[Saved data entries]
★ ★ ★ ★ ★

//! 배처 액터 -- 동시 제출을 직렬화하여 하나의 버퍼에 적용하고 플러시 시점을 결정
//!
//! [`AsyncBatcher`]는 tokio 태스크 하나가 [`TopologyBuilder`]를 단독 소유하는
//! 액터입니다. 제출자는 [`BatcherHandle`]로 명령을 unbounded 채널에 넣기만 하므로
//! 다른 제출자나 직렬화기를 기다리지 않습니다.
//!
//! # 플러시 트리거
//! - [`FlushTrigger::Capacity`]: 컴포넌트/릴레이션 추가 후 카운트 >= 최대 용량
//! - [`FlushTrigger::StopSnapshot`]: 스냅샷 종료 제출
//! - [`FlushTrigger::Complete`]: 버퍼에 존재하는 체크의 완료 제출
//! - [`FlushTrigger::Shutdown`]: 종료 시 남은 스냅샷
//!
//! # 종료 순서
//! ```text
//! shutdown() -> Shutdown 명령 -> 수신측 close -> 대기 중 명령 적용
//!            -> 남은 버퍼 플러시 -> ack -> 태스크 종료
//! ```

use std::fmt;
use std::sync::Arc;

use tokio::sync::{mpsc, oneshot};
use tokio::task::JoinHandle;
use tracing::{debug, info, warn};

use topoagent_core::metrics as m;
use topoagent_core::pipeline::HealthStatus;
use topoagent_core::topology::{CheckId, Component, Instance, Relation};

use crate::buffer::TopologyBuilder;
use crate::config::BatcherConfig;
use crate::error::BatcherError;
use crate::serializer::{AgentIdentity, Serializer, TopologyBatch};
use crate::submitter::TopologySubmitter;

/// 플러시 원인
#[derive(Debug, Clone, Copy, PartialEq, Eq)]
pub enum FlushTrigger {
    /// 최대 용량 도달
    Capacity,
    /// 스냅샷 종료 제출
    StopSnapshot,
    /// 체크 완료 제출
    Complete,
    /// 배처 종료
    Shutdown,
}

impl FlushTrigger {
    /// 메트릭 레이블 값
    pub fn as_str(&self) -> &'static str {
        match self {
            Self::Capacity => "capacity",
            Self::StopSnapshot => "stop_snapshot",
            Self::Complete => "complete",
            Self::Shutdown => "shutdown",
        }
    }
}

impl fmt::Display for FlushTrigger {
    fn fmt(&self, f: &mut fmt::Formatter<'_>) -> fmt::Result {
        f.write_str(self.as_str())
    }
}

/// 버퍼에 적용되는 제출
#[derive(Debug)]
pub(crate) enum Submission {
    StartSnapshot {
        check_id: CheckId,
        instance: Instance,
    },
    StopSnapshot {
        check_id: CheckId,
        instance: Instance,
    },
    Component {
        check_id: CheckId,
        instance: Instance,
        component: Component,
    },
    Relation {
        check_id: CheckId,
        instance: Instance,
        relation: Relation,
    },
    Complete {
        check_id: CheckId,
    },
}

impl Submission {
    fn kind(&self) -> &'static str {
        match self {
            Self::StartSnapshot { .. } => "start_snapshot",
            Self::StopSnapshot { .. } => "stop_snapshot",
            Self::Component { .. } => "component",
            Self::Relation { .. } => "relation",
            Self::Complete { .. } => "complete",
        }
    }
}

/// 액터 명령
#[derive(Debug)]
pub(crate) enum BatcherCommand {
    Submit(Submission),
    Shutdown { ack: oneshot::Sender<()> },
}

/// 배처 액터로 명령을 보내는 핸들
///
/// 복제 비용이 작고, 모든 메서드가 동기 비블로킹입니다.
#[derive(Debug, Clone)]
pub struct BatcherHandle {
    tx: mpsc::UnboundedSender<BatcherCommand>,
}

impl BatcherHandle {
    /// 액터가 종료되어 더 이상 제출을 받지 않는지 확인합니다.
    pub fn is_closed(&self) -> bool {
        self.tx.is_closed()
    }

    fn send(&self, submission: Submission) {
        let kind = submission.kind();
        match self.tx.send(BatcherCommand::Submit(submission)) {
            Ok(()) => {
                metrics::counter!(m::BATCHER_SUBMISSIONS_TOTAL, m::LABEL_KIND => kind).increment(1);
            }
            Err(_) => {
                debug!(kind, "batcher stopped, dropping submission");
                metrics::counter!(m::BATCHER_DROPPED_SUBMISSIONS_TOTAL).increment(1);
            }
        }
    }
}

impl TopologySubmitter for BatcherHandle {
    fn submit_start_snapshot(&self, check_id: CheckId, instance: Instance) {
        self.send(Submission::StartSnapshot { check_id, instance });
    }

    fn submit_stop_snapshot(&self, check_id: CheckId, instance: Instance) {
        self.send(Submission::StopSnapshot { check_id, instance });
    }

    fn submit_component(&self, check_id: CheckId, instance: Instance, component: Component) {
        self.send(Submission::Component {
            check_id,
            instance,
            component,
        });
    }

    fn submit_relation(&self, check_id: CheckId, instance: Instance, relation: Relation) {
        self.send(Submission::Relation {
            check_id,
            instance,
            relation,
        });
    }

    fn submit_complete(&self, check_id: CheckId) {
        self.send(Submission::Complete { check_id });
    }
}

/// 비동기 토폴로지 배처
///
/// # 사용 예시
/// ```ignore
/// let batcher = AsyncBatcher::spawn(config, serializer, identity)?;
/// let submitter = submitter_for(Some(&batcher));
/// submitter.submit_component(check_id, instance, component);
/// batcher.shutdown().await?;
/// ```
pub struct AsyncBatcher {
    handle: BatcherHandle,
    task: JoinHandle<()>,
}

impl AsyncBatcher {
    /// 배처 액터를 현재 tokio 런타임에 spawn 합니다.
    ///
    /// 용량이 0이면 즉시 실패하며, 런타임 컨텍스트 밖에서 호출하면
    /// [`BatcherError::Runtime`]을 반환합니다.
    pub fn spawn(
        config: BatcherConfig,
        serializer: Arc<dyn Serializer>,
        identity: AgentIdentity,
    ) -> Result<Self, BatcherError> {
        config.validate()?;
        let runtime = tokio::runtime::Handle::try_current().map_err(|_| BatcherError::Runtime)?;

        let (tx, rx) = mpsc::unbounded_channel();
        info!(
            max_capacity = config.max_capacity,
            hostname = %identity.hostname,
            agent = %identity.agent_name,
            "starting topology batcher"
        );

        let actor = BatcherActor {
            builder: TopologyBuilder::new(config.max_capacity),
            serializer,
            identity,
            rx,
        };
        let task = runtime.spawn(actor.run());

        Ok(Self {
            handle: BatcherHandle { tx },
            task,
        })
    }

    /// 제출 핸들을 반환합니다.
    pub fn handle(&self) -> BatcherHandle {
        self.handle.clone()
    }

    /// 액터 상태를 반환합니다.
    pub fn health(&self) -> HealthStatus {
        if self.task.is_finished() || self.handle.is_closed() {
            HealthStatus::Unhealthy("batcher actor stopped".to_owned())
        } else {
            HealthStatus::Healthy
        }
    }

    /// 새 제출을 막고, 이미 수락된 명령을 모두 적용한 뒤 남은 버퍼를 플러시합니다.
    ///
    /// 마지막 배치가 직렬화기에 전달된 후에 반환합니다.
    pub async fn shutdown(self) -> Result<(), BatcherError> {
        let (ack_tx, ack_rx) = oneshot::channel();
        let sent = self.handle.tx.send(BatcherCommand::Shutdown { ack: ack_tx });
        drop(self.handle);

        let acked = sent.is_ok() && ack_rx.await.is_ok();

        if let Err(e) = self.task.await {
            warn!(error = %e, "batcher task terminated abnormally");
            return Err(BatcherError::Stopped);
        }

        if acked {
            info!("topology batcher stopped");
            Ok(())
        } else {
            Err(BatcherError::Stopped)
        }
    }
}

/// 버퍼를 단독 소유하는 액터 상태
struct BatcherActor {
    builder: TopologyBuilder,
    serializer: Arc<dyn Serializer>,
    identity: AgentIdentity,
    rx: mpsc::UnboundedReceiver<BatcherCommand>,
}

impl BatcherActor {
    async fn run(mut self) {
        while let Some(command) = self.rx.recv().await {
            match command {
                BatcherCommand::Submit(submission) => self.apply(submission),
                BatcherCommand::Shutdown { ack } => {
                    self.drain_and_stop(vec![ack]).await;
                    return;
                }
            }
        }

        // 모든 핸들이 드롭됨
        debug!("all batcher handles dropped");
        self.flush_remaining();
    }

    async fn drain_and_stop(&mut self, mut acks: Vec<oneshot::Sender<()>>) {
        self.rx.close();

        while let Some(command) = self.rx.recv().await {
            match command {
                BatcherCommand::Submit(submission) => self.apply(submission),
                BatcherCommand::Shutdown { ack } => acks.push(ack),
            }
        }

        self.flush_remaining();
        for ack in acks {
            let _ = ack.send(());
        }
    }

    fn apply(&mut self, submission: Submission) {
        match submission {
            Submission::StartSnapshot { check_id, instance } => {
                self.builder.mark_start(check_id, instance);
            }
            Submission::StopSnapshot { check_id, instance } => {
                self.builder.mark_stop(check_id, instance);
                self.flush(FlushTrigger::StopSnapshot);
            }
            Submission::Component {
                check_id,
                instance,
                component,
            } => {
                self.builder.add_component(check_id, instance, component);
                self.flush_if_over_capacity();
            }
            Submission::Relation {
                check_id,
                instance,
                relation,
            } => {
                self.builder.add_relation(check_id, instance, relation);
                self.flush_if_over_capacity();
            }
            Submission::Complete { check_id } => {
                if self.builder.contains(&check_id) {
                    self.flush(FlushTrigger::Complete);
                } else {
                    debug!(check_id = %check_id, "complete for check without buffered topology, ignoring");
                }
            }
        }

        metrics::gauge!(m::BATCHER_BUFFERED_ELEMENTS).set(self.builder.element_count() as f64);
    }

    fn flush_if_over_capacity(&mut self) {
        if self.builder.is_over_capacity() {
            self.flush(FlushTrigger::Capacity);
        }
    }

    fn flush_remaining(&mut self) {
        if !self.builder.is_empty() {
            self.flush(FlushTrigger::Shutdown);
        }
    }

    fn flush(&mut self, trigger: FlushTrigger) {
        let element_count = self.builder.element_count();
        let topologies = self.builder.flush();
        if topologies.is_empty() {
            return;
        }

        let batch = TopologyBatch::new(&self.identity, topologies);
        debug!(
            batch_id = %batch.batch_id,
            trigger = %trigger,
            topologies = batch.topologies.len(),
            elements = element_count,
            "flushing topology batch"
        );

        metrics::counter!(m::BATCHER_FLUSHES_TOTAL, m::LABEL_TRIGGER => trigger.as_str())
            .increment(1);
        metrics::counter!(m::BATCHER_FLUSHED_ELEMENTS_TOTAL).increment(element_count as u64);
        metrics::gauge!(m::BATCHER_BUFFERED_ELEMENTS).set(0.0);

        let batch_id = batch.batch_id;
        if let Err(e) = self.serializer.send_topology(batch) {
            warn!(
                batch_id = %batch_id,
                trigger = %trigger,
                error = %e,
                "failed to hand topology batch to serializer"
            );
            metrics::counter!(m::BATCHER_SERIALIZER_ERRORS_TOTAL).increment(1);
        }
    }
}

★ ★ ★ ★ ★

- EXERCISE DESCRIPTION -
Looking at the records above, in how many lines does the word "config" occur? Reply with the number alone.

- OUTPUT OF THE TASK -
6